Commanders and leaders
- Haim Bar Lev Avraham Adan Avraham Botzer: Ahmad Ismail Ali

Casualties and losses
- 3 killed 1 missing: 100–200 killed

= Operation Raviv =

1969 battle of the War of Attrition

Operation Raviv (רביב, Drizzle), also known in Egypt as the Zaafarana accident (حادثة الزعفرانة) or the Ten-Hour War, was a mounted raid conducted by the Israeli Defence Forces (IDF) on Egypt's Red Sea coast during the War of Attrition. Taking place on September 9, 1969, Raviv was the sole major ground offensive undertaken by the IDF against Egypt throughout the war. The operation saw Israeli forces masquerading as Egyptian troops and using captured Arab armor.

==Background==

As the War of Attrition raged along the Suez Canal in the summer of 1969, Israel was hard-pressed to find a solution to Egypt's superiority in both manpower and artillery. With Operation Boxer it had begun employing the Israeli Air Force as "flying artillery", yet these operations were under the constant threat of expanding Egyptian air defences. Furthermore, the static nature of the war meant not all of Israel's assets, including its ground forces and their superior mobility, were being put to use. Adopting a policy that has been described as "temporary escalation for the sake of eventual de-escalation", the Israeli government decided to take the fight to the Egyptians, drawing Egyptian forces from the Suez Canal zone while striking a blow against air defences along the exposed Egyptian flank.

==Prelude==
The planning of Operation Raviv was carried out jointly by the Armored Forces Command under Major General Avraham Adan and the Israel Navy under Rear Admiral Avraham Botzer. A dedicated task force was set up for the raid, composed of troops from various units. It was led by Lieutenant Colonel Baruch "Pinko" Harel, with Major Shlomo Baum as his second in command. The raid was to be carried out by Israeli armor and infantry masquerading as Egyptians. Israeli troops wore Egyptian uniforms and used Arab hardware captured during the Six-Day War which had been introduced into service with the IDF; the force was to use Tiran 5 tanks (IDF designation for the T-55) and BTR-50 armored personnel carriers, camouflaged with the Egyptian sand-coloured scheme.

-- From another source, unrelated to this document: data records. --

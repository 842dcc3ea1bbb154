//! Pulse Domain - Core verification types
//!
//! This crate defines the domain model for the Pulse backend verification
//! harness. All types here are pure Rust with no I/O dependencies.

pub mod auth;
pub mod error;
pub mod id;
pub mod record;
pub mod request;
pub mod response;
pub mod settings;
pub mod testing;
pub mod tls;

pub use auth::{
    AuthGrant, BootstrapOutcome, BootstrapState, GrantSource, Session, SyntheticIdentity,
};
pub use error::{DomainError, DomainResult};
pub use id::{generate_id, generate_tag};
pub use record::{CREATED_NAME, ClientRecord, UPDATED_NAME};
pub use request::{ApiFamily, EndpointRef, HttpMethod};
pub use response::{Outcome, StatusCode};
pub use settings::{GatewayConfig, IdentityMode, SuiteConfig};
pub use testing::{AbortReason, RunReport, RunVerdict, Step, StepReport, VerifyFailure};
pub use tls::{TlsPolicy, TlsSecurityWarning};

The tanks were manned by crews from the IDF Armor school and each commanded by an officer. Infantry was provided by the reconnaissance company of the 7th Armored Brigade, augmented by Arabic speaking members of Sayeret Matkal. The crossing of the Gulf of Suez was to be carried out using the landing craft of the navy's Shayetet 11 and was to be secured by Shayetet 13 naval commandos. Assisting the embarkation and disembarkation of the armored force fell to Unit 707, the navy's underwater works unit. After training for six weeks, the force came together at its staging point at Ras Sudar in early September 1969. The armored vehicles arrived at night to avoid detection.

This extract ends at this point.